India is fast approaching a road famine. Only half of its
total 2.03 million km of road length is surfaced. And only half of this surfaced length is
motorable, the rest potholed and cratered dirt tracks masquerading as roads. Besides,
"motorability" is also defined by traffic density.
Along
the 38,500 km of centrally-maintained national highways, the volume of trucks, tractors,
buses and cars is growing at a breathtaking pace. With the axiom that the tonnage on road
grows twice as fast as the economy, the traffic growth has ranged between 10 per cent and
12 per cent in each of the past seven post-reform years. The number of vehicles on the
roads has grown from three lakh in 1950 to three crore now. The weight of freight moved by
road has jumped 88 times in this period, and the number of passengers has leapfrogged 70
times. On the "Golden Quadrilateral" -- the 5,871-km network of national
highways (see diagram) that connect the four metros -- no more than 20,000 vehicles passed
each day till the early '90s. The number exceeds 38,000 now.

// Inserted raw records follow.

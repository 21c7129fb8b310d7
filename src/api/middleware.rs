use axum::{
    body::Body,
    http::{Request, Uri},
    middleware::Next,
    response::{IntoResponse, Redirect, Response},
};
use tracing::Span;

pub async fn enrich_current_span_middleware(req: Request<Body>, next: Next) -> Response {
    let uri: &Uri = req.uri();

    let host = req
        .headers()
        .get("host")
        .and_then(|h| h.to_str().ok())
        .unwrap_or("UNKNOWN");

    let current_span = Span::current();

    current_span.record("http.uri", &uri.path());
    current_span.record("http.host", &host);
    if let Some(query) = uri.query() {
        current_span.record("http.query", &query);
    }

    next.run(req).await
}

pub async fn strip_trailing_slash(req: Request<Body>, next: Next) -> Response {
    let uri = req.uri();

    if uri.path() != "/" {
        if let Some(path) = uri.path().strip_suffix('/') {
            let mut parts = uri.clone().into_parts();
            parts.path_and_query = Some(if let Some(query) = uri.query() {
                format!("{}?{}", path, query).parse().unwrap()
            } else {
                path.parse().unwrap()
            });

            let new_uri = Uri::from_parts(parts).unwrap();

            return Redirect::permanent(&new_uri.to_string()).into_response();
        }
    }

    next.run(req).await
}
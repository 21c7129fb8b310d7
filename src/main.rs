mod api;
mod auth;
mod broker;
mod channel;
mod config;
mod error;
mod tunnel;

use std::error::Error;
use std::sync::Arc;

use clap::Parser;
use dotenvy::dotenv;
use tokio::net::TcpListener;
use tracing_subscriber::layer::SubscriberExt;
use tracing_subscriber::util::SubscriberInitExt;
use tracing_subscriber::EnvFilter;

use crate::api::AppState;
use crate::auth::SessionToken;
use crate::broker::Registry;
use crate::config::{Cli, Config};
use crate::tunnel::TunnelSupervisor;

#[tokio::main]
async fn main() -> Result<(), Box<dyn Error>> {
    dotenv().ok();

    let cli = Cli::parse();
    let config = Config::from_env_and_cli(&cli);

    let filter = EnvFilter::try_from_default_env()
        .unwrap_or_else(|_| EnvFilter::new("copilot_bridge=info,tower_http=warn,hyper=warn"));

    tracing_subscriber::registry()
        .with(filter)
        .with(tracing_tree::HierarchicalLayer::new(2).with_targets(true).with_bracketed_fields(false))
        .init();

    let token = SessionToken::generate();
    let registry = Registry::new();

    let tunnel = if config.tunnel_enabled {
        match TunnelSupervisor::start(&config).await {
            Ok(t) => {
                tracing::info!(url = %t.url, "tunnel established");
                Some(t)
            }
            Err(e) => {
                tracing::error!(error = %e, "failed to start tunnel, continuing without one");
                None
            }
        }
    } else {
        None
    };

    let app_state = AppState {
        config: Arc::new(config.clone()),
        registry: registry.clone(),
        token: token.clone(),
    };

    let app = api::create_app(app_state);

    let addr = format!("0.0.0.0:{}", config.port);
    let listener = TcpListener::bind(&addr).await?;
    let bound_addr = listener.local_addr()?;

    println!("Listening on http://{bound_addr}");
    println!("Session token: {}", token.as_str());

    axum::serve(listener, app)
        .with_graceful_shutdown(shutdown_signal())
        .await?;

    registry.shutdown().await;
    if let Some(tunnel) = tunnel {
        tunnel.shutdown().await;
    }

    Ok(())
}

async fn shutdown_signal() {
    let ctrl_c = async {
        tokio::signal::ctrl_c().await.expect("failed to install Ctrl+C handler");
    };

    #[cfg(unix)]
    let terminate = async {
        tokio::signal::unix::signal(tokio::signal::unix::SignalKind::terminate())
            .expect("failed to install SIGTERM handler")
            .recv()
            .await;
    };

    #[cfg(not(unix))]
    let terminate = std::future::pending::<()>();

    tokio::select! {
        _ = ctrl_c => {}
        _ = terminate => {}
    }

    tracing::info!("shutdown signal received");
}
use serde_json::Value;

/// Per-agent-session history: the cached load/creation result plus every
/// notification observed since, in order. Entries are append-only within a
/// given agent session and the whole buffer is dropped with its slot's
/// subprocess.
#[derive(Debug, Default, Clone)]
pub struct ReplayBuffer {
    pub load_result: Option<Value>,
    pub history: Vec<Value>,
}

impl ReplayBuffer {
    pub fn new() -> Self {
        Self::default()
    }

    pub fn set_load_result(&mut self, frame: Value) {
        self.load_result = Some(frame);
    }

    pub fn push(&mut self, notification: Value) {
        self.history.push(notification);
    }

    /// The exact sequence a reconnecting client should receive: the cached
    /// load result followed by every notification, in original order.
    pub fn replay_sequence(&self) -> Vec<Value> {
        let mut out = Vec::with_capacity(1 + self.history.len());
        if let Some(result) = &self.load_result {
            out.push(result.clone());
        }
        out.extend(self.history.iter().cloned());
        out
    }
}

#[cfg(test)]
mod tests {
    use super::*;
    use serde_json::json;

    #[test]
    fn replay_sequence_preserves_order() {
        let mut buf = ReplayBuffer::new();
        buf.set_load_result(json!({"id": 11, "result": "loaded"}));
        buf.push(json!({"method": "session-update", "params": {"n": 1}}));
        buf.push(json!({"method": "session-update", "params": {"n": 2}}));

        let seq = buf.replay_sequence();
        assert_eq!(seq.len(), 3);
        assert_eq!(seq[0], json!({"id": 11, "result": "loaded"}));
        assert_eq!(seq[1]["params"]["n"], 1);
        assert_eq!(seq[2]["params"]["n"], 2);
    }

    #[test]
    fn empty_agent_session_replays_only_load_result() {
        let mut buf = ReplayBuffer::new();
        buf.set_load_result(json!({"id": 1, "result": {}}));
        assert_eq!(buf.replay_sequence().len(), 1);
    }
}
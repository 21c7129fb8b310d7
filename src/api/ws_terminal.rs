use std::sync::Arc;

use axum::extract::ws::{CloseFrame, Message, Utf8Bytes, WebSocket, WebSocketUpgrade};
use axum::extract::{Query, State};
use axum::response::IntoResponse;
use base64::{engine::general_purpose::STANDARD, Engine as _};
use futures_util::{SinkExt, StreamExt};
use serde::Deserialize;
use serde_json::json;
use tokio::sync::Mutex;

use crate::api::ws_broker::KEEPALIVE_INTERVAL;
use crate::api::AppState;
use crate::channel::PtyChannel;
use crate::error::close_code;

#[derive(Deserialize)]
pub struct TerminalQuery {
    pub token: String,
}

#[derive(Deserialize)]
#[serde(tag = "type", rename_all = "lowercase")]
enum ClientFrame {
    Data { data: String },
    Resize { cols: u16, rows: u16 },
}

/// `/ws/terminal` — C9. One socket, one PTY; the PTY dies with the socket
/// rather than surviving reconnects (the opposite lifecycle of C3's
/// subprocess slots).
pub async fn terminal_ws(
    State(state): State<AppState>,
    Query(query): Query<TerminalQuery>,
    ws: WebSocketUpgrade,
) -> impl IntoResponse {
    if !state.token.matches(&query.token) {
        return ws.on_upgrade(|socket| close_immediately(socket, close_code::BAD_TOKEN));
    }
    ws.on_upgrade(move |socket| handle_terminal(socket, state));
}

async fn close_immediately(mut socket: WebSocket, code: u16) {
    let _ = socket
        .send(Message::Close(Some(CloseFrame {
            code,
            reason: Utf8Bytes::from_static("bad token"),
        })))
        .await;
}

async fn handle_terminal(socket: WebSocket, state: AppState) {
    let (mut sink, mut stream) = socket.split();

    let (pty, mut output_rx) = match PtyChannel::spawn(&state.config.default_cwd, 80, 24) {
        Ok(pair) => pair,
        Err(e) => {
            tracing::error!(error = %e, "failed to spawn terminal PTY");
            let _ = sink
                .send(Message::Close(Some(CloseFrame {
                    code: close_code::INTERNAL_ERROR,
                    reason: Utf8Bytes::from_static("failed to start terminal"),
                })))
                .await;
            return;
        }
    };
    let pty = Arc::new(Mutex::new(pty));

    let writer_task = tokio::spawn({
        let pty = pty.clone();
        async move {
            let mut keepalive = tokio::time::interval(KEEPALIVE_INTERVAL);
            keepalive.tick().await;
            loop {
                tokio::select! {
                    biased;
                    data = output_rx.recv() => {
                        match data {
                            Some(bytes) => {
                                let frame = json!({ "type": "data", "data": STANDARD.encode(&bytes) });
                                if sink.send(Message::Text(frame.to_string().into())).await.is_err() {
                                    break;
                                }
                            }
                            None => {
                                let code = {
                                    let mut p = pty.lock().await;
                                    p.try_exit_code().unwrap_or(0)
                                };
                                let frame = json!({ "type": "exit", "code": code });
                                let _ = sink.send(Message::Text(frame.to_string().into())).await;
                                break;
                            }
                        }
                    }
                    _ = keepalive.tick() => {
                        if sink.send(Message::Ping(Vec::new().into())).await.is_err() {
                            break;
                        }
                    }
                }
            }
        }
    });

    while let Some(Ok(msg)) = stream.next().await {
        match msg {
            Message::Text(text) => match serde_json::from_str::<ClientFrame>(&text) {
                Ok(ClientFrame::Data { data }) => {
                    if let Ok(bytes) = STANDARD.decode(&data) {
                        let p = pty.lock().await;
                        let _ = p.write(&bytes);
                    }
                }
                Ok(ClientFrame::Resize { cols, rows }) => {
                    let p = pty.lock().await;
                    let _ = p.resize(cols, rows);
                }
                Err(e) => {
                    tracing::debug!(error = %e, "malformed terminal frame from client, ignoring");
                }
            },
            Message::Close(_) => break,
            _ => {}
        }
    }

    writer_task.abort();
    pty.lock().await.kill();
    tracing::info!("terminal WebSocket disconnected, PTY killed");
}
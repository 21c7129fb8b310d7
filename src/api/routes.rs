use axum::http::{header, StatusCode};
use axum::response::IntoResponse;
use axum::routing::{delete, get, post};
use axum::{Json, Router};
use serde_json::json;
use tower_http::cors::{Any, CorsLayer};

use super::{http, middleware, ws_broker, ws_terminal};
use super::AppState;

pub fn build_router(state: AppState) -> Router {
    let health_routes = Router::new().route(
        "/",
        get(|| async {
            Json(json!({
                "status": "ok",
            }))
        }),
    );

    let cors = CorsLayer::new()
        .allow_origin(Any)
        .allow_methods(Any)
        .allow_headers(vec![header::CONTENT_TYPE, header::AUTHORIZATION]);

    Router::new()
        .nest("/health", health_routes)
        .nest("/api", api_router())
        .route("/ws", get(ws_broker::broker_ws))
        .route("/ws/terminal", get(ws_terminal::terminal_ws))
        .fallback(not_found)
        .with_state(state)
        .layer(cors)
        .layer(axum::middleware::from_fn(middleware::strip_trailing_slash))
        .layer(axum::middleware::from_fn(
            middleware::enrich_current_span_middleware,
        ))
}

fn api_router() -> Router<AppState> {
    Router::new()
        .route("/token", get(http::token))
        .route("/sessions/create", post(http::create_session))
        .route("/sessions/active", get(http::active_sessions))
        .route("/sessions/active/:slot_id", delete(http::destroy_session))
        .route("/terminal/cwd", get(http::terminal_cwd))
        .route("/sessions", get(http::sessions_for_cwd))
}

async fn not_found(req: axum::extract::Request) -> impl IntoResponse {
    tracing::warn!("unhandled path: {}", req.uri());
    (StatusCode::NOT_FOUND, "Not Found")
}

In the early '60s, a truck covered the 934-km distance
between Delhi and Ahmedabad in 24 hours. But trucking company Jaipur Golden set a time
limit of 32 hours when it began a Delhi-Ahmedabad service in 1962, giving its drivers an
additional eight hours to cover delays caused by unforeseen circumstances. The single-lane
highway has since been widened to two lanes -- and even four lanes in many parts -- but
Jaipur Golden drivers now have 50 hours to cover the same distance. Says J.L. Khanna, a
director of the company: "The road has become so congested that we don't have the
heart to penalise the driver for delay unless we have proof that it was deliberate."
Under the growing load of traffic, roads are getting
pulverised, cratered and for long stretches reduced to mere dirt tracks. On the busier
sections where the roads are still single-lane (3.25 m wide with a 2.5 m shoulder on
either side) or double-lane (7 m), traffic jams can stretch up to 10 km. On the
Ahme-dabad-Limbdi section of NH-8, truck drivers invariably doze off when caught in
traffic snarls that occur at least twice a day. Meat exporters from Kanpur, who route
their consignment to Mumbai port through a stretch of the famous Grand Trunk Road (NH-2),
are now paying a high premium for container refrigeration. The cooling plant must keep
going even when the truck is caught in a jam and the engine stalls.

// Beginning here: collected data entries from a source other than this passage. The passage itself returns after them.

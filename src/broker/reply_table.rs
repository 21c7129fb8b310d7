use std::collections::HashMap;
use std::time::{Duration, Instant};

use serde_json::Value;
use tokio::sync::oneshot;

use crate::error::BridgeError;

/// §4.5/§9: a waiter the table hasn't heard back about within this long is
/// rejected and removed by the reaper.
pub const DEFAULT_TIMEOUT: Duration = Duration::from_secs(10);

struct Waiter {
    tx: oneshot::Sender<Result<Value, BridgeError>>,
    deadline: Instant,
}

/// Per-slot map from request id to a pending continuation, for
/// broker-originated requests only. Client-originated requests never touch
/// this table — their responses are just forwarded.
#[derive(Default)]
pub struct ReplyTable {
    pending: HashMap<String, Waiter>,
}

impl ReplyTable {
    pub fn new() -> Self {
        Self::default()
    }

    /// Registers interest in the response for `id_key` (the canonical
    /// string form of a JSON-RPC id — see `Slot::id_key`), with the
    /// default 10 s deadline. Returns a receiver the caller awaits.
    pub fn register(&mut self, id_key: String) -> oneshot::Receiver<Result<Value, BridgeError>> {
        self.register_with_timeout(id_key, DEFAULT_TIMEOUT)
    }

    pub fn register_with_timeout(
        &mut self,
        id_key: String,
        timeout: Duration,
    ) -> oneshot::Receiver<Result<Value, BridgeError>> {
        let (tx, rx) = oneshot::channel();
        self.pending.insert(
            id_key,
            Waiter {
                tx,
                deadline: Instant::now() + timeout,
            },
        );
        rx
    }

    /// Resolves a pending waiter with a successful response frame. Returns
    /// true if there was a waiter (a "hit"); false means this id does not
    /// belong to the broker and should be treated as ordinary traffic.
    pub fn resolve(&mut self, id_key: &str, frame: Value) -> bool {
        match self.pending.remove(id_key) {
            Some(waiter) => {
                let _ = waiter.tx.send(Ok(frame));
                true
            }
            None => false,
        }
    }

    pub fn reject(&mut self, id_key: &str, err: BridgeError) {
        if let Some(waiter) = self.pending.remove(id_key) {
            let _ = waiter.tx.send(Err(err));
        }
    }

    pub fn remove(&mut self, id_key: &str) {
        self.pending.remove(id_key);
    }

    pub fn contains(&self, id_key: &str) -> bool {
        self.pending.contains_key(id_key)
    }

    /// Rejects every outstanding waiter, e.g. on subprocess death or
    /// broker shutdown.
    pub fn reject_all(&mut self, err_factory: impl Fn() -> BridgeError) {
        for (_, waiter) in self.pending.drain() {
            let _ = waiter.tx.send(Err(err_factory()));
        }
    }

    /// Removes and rejects every waiter past its deadline with
    /// `BridgeError::Timeout`. Called on a tick by the slot's dedicated
    /// reaper task (see `Slot::new`). Returns how many were reaped.
    pub fn reap_expired(&mut self) -> usize {
        let now = Instant::now();
        let expired: Vec<String> = self
            .pending
            .iter()
            .filter(|(_, w)| w.deadline <= now)
            .map(|(id_key, _)| id_key.clone())
            .collect();
        let count = expired.len();
        for id_key in expired {
            self.reject(&id_key, BridgeError::Timeout);
        }
        count
    }
}

#[cfg(test)]
mod tests {
    use super::*;
    use serde_json::json;

    #[test]
    fn resolve_reports_hit_or_miss() {
        let mut table = ReplyTable::new();
        let _rx = table.register("1".to_string());
        assert!(table.resolve("1", json!({"ok": true})));
        assert!(!table.resolve("1", json!({"ok": true})));
        assert!(!table.resolve("missing", json!(null)));
    }

    #[tokio::test]
    async fn registered_waiter_receives_resolved_value() {
        let mut table = ReplyTable::new();
        let rx = table.register("42".to_string());
        table.resolve("42", json!({"result": 7}));
        let got = rx.await.unwrap().unwrap();
        assert_eq!(got, json!({"result": 7}));
    }

    #[tokio::test]
    async fn reap_expired_rejects_and_removes_stale_waiters() {
        let mut table = ReplyTable::new();
        let rx = table.register_with_timeout("slow".to_string(), Duration::from_millis(1));
        let fresh_rx = table.register_with_timeout("fresh".to_string(), Duration::from_secs(60));

        tokio::time::sleep(Duration::from_millis(20)).await;
        let reaped = table.reap_expired();

        assert_eq!(reaped, 1);
        assert!(!table.contains("slow"));
        assert!(table.contains("fresh"));
        assert!(matches!(rx.await.unwrap(), Err(BridgeError::Timeout)));
        drop(fresh_rx);
    }
}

A bigger problem is posed by the rapid deterioration of the
road-top, or the macadam, which is stingily built. According to a 1995 World Bank study,
only 4 per cent of the two-lane roads (and none of the intermediate and single-lane ones)

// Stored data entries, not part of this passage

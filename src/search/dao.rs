//! Data access for the denormalized search-index table.
//!
//! The `Dao` exclusively owns `full_text_search_plugin_index`; every other
//! component goes through it. All writes are immediately visible and each
//! operation is a single statement, so concurrent metadata and galley writes
//! for one submission interleave without corrupting rows.

use chrono::Utc;
use sqlx::{AnyPool, Row};
use tracing::warn;

use crate::search::dialect::RankingDialect;
use crate::search::error::SearchError;
use crate::search::query::{plan_search, Param, SearchRequest};
use crate::search::schema::TABLE_NAME;
use crate::SubmissionStatus;

/// Legacy host search tables cleared by the one-time migration aid, covering
/// both host API generations.
pub const DEFAULT_LEGACY_SEARCH_TABLES: [&str; 3] = [
    "submission_search_object_keywords",
    "submission_search_objects",
    "submission_search_keyword_list",
];

/// Field values for one index row.
///
/// `None` leaves the stored value untouched on update and defaults to NULL on
/// insert; metadata reindexing therefore never clobbers `galley_text` and
/// file indexing never clobbers the metadata fields.
#[derive(Debug, Clone, Default, PartialEq, Eq)]
pub struct RecordFields {
    pub title: Option<String>,
    pub abstract_text: Option<String>,
    pub authors: Option<String>,
    pub keywords: Option<String>,
    pub subjects: Option<String>,
    pub disciplines: Option<String>,
    pub coverage: Option<String>,
    pub submission_type: Option<String>,
    pub galley_text: Option<String>,
}

impl RecordFields {
    /// A write that replaces only the galley text snapshot.
    pub fn galley_only(text: String) -> Self {
        Self { galley_text: Some(text), ..Self::default() }
    }

    /// Present (column, value) pairs in stable column order.
    fn columns(&self) -> Vec<(&'static str, &str)> {
        let pairs = [
            ("title", &self.title),
            ("abstract", &self.abstract_text),
            ("authors", &self.authors),
            ("keywords", &self.keywords),
            ("subjects", &self.subjects),
            ("disciplines", &self.disciplines),
            ("coverage", &self.coverage),
            ("type", &self.submission_type),
            ("galley_text", &self.galley_text),
        ];
        pairs
            .into_iter()
            .filter_map(|(column, value)| value.as_deref().map(|v| (column, v)))
            .collect()
    }
}

fn now_timestamp() -> String {
    Utc::now().format("%Y-%m-%d %H:%M:%S").to_string()
}

fn bind_params<'q>(
    mut query: sqlx::query::Query<'q, sqlx::Any, sqlx::any::AnyArguments<'q>>,
    params: &'q [Param],
) -> sqlx::query::Query<'q, sqlx::Any, sqlx::any::AnyArguments<'q>> {
    for param in params {
        query = match param {
            Param::Int(value) => query.bind(*value),
            Param::Text(value) => query.bind(value.as_str()),
        };
    }
    query
}

/// Data access object for the search index table, built around an injected
/// pool handle and the dialect selected at startup.
#[derive(Clone)]
pub struct Dao {
    pool: AnyPool,
    dialect: &'static dyn RankingDialect,
}

impl Dao {
    pub fn new(pool: AnyPool, dialect: &'static dyn RankingDialect) -> Self {
        Self { pool, dialect }
    }

    pub fn dialect(&self) -> &'static dyn RankingDialect {
        self.dialect
    }

    /// Insert or update the row for `submission_id`.
    ///
    /// `created_at` is written on insert only; `updated_at` is refreshed on
    /// every call. Fields absent from `fields` keep their stored values.
    pub async fn upsert(
        &self,
        submission_id: i64,
        context_id: i64,
        fields: &RecordFields,
    ) -> Result<(), SearchError> {
        let now = now_timestamp();
        let present = fields.columns();

        let mut insert_columns = vec!["submission_id", "context_id", "created_at", "updated_at"];
        insert_columns.extend(present.iter().map(|(column, _)| *column));
        let mut update_columns = vec!["context_id", "updated_at"];
        update_columns.extend(present.iter().map(|(column, _)| *column));

        let sql = self.dialect.upsert_sql(TABLE_NAME, &insert_columns, &update_columns);
        let mut query = sqlx::query(&sql)
            .bind(submission_id)
            .bind(context_id)
            .bind(now.as_str())
            .bind(now.as_str());
        for (_, value) in &present {
            query = query.bind(*value);
        }
        query.execute(&self.pool).await.map_err(SearchError::Storage)?;
        Ok(())
    }

    /// Remove the row for `submission_id`; succeeds when no row exists.
    pub async fn delete_by_submission(&self, submission_id: i64) -> Result<(), SearchError> {
        let sql = format!(
            "DELETE FROM {TABLE_NAME} WHERE submission_id = {}",
            self.dialect.placeholder(1)
        );
        sqlx::query(&sql)
            .bind(submission_id)
            .execute(&self.pool)
            .await
            .map_err(SearchError::Storage)?;
        Ok(())
    }

    /// Drop the galley text snapshot for `submission_id`; succeeds when no
    /// row exists.
    pub async fn clear_galley_text(&self, submission_id: i64) -> Result<(), SearchError> {
        let sql = format!(
            "UPDATE {TABLE_NAME} SET galley_text = NULL, updated_at = {} WHERE submission_id = {}",
            self.dialect.placeholder(1),
            self.dialect.placeholder(2)
        );
        sqlx::query(&sql)
            .bind(now_timestamp().as_str())
            .bind(submission_id)
            .execute(&self.pool)
            .await
            .map_err(SearchError::Storage)?;
        Ok(())
    }

    /// Delete every record in the given contexts whose submission is not
    /// published, per the authoritative status in the host's `submissions`
    /// table. Returns the number of rows removed.
    pub async fn prune_unpublished(&self, context_ids: &[i64]) -> Result<u64, SearchError> {
        let sql = format!(
            "DELETE FROM {TABLE_NAME} WHERE submission_id IN \
             (SELECT submission_id FROM submissions WHERE context_id = {} AND status <> {})",
            self.dialect.placeholder(1),
            self.dialect.placeholder(2)
        );
        let mut removed = 0;
        for &context_id in context_ids {
            let result = sqlx::query(&sql)
                .bind(context_id)
                .bind(SubmissionStatus::Published.as_i64())
                .execute(&self.pool)
                .await
                .map_err(SearchError::Storage)?;
            removed += result.rows_affected();
        }
        Ok(removed)
    }

    /// Delete all rows from the host's legacy search tables.
    ///
    /// The cleared set is caller-supplied since host API generations disagree
    /// on it; see [`DEFAULT_LEGACY_SEARCH_TABLES`].
    pub async fn clear_legacy_search_tables(&self, tables: &[&str]) -> Result<(), SearchError> {
        for table in tables {
            if !is_safe_identifier(table) {
                warn!("skipping legacy search table with invalid name: {table:?}");
                continue;
            }
            sqlx::query(&format!("DELETE FROM {table}"))
                .execute(&self.pool)
                .await
                .map_err(SearchError::Storage)?;
        }
        Ok(())
    }

    /// Execute a ranked-retrieval request: ordered submission ids plus the
    /// total match count before pagination.
    pub async fn search(&self, request: &SearchRequest) -> Result<(Vec<i64>, i64), SearchError> {
        let plan = plan_search(self.dialect, request);

        let count_row = bind_params(sqlx::query(&plan.count_sql), &plan.count_params)
            .fetch_one(&self.pool)
            .await
            .map_err(SearchError::Query)?;
        let total: i64 = count_row.try_get(0).map_err(SearchError::Query)?;

        let rows = bind_params(sqlx::query(&plan.sql), &plan.params)
            .fetch_all(&self.pool)
            .await
            .map_err(SearchError::Query)?;
        let ids = rows
            .iter()
            .map(|row| row.try_get::<i64, _>(0))
            .collect::<Result<Vec<i64>, _>>()
            .map_err(SearchError::Query)?;

        Ok((ids, total))
    }
}

fn is_safe_identifier(name: &str) -> bool {
    !name.is_empty()
        && name
            .chars()
            .all(|c| c.is_ascii_alphanumeric() || c == '_')
}

#[cfg(test)]
mod tests {
    use super::*;

    #[test]
    fn present_columns_follow_stable_order() {
        let fields = RecordFields {
            galley_text: Some("body".to_string()),
            title: Some("A title".to_string()),
            ..RecordFields::default()
        };
        let columns: Vec<&str> = fields.columns().into_iter().map(|(c, _)| c).collect();
        assert_eq!(columns, vec!["title", "galley_text"]);
    }

    #[test]
    fn galley_only_touches_nothing_else() {
        let fields = RecordFields::galley_only("extracted".to_string());
        assert_eq!(fields.columns(), vec![("galley_text", "extracted")]);
    }

    #[test]
    fn identifier_check_rejects_injection_shapes() {
        assert!(is_safe_identifier("submission_search_objects"));
        assert!(!is_safe_identifier("objects; DROP TABLE x"));
        assert!(!is_safe_identifier(""));
    }
}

have internationally accepted quality of structural condition and pavement formation.
The shipment delay, and the cost of vehicular damage because
of poorly maintained roads, are pushing up transportation costs to unsustainable levels.
The cost of moving a container by road from Delhi to Mumbai, for example, is now as much
as 55 per cent of the road-and-sea freight from Delhi to Hamburg. The delay factor has
reduced the number of commercial trips a truck can make. So the trucker must push up
freight charges to meet his capital cost and maintain the rate of return. The wear and
tear of vehicles on the other hand is expediting the ageing of vehicles and depressing
prices in the second-hand truck market. Till a few years ago, a 9-tonne Tata truck fetched
almost the same price as a new one even after 2,00,000 km of use. Now a fourth of the
price is shaved off after that much use. Imtiaz Ali, who finances second-hand trucks, says
that "demand has evaporated" because, after a year of use, "the maintenance
cost becomes too high".
ROAD BLOCKS
Who's got the money? |

The number of vehicles on Indian roads has increased from three lakh in 1950 to
three crore now. During the same period, the weight of freight moved increased 88 times
and the number of passengers 70 times. But the investment flowing into the roads sector
has not matched this growth. Let alone funds for road widening, there isn't enough money
for even routine maintenance. This year, the Government levied a cess of one rupee per
litre on petrol to raise funds for highway development. It expects to collect Rs 790 crore
in 1998-99. If a similar cess is also levied on diesel, the collection would be upwards of
Rs 2,500 crore. But even this would fall woefully short because the upgrading of 14,000 km
of Indian highways requires at least Rs 80,000 crore.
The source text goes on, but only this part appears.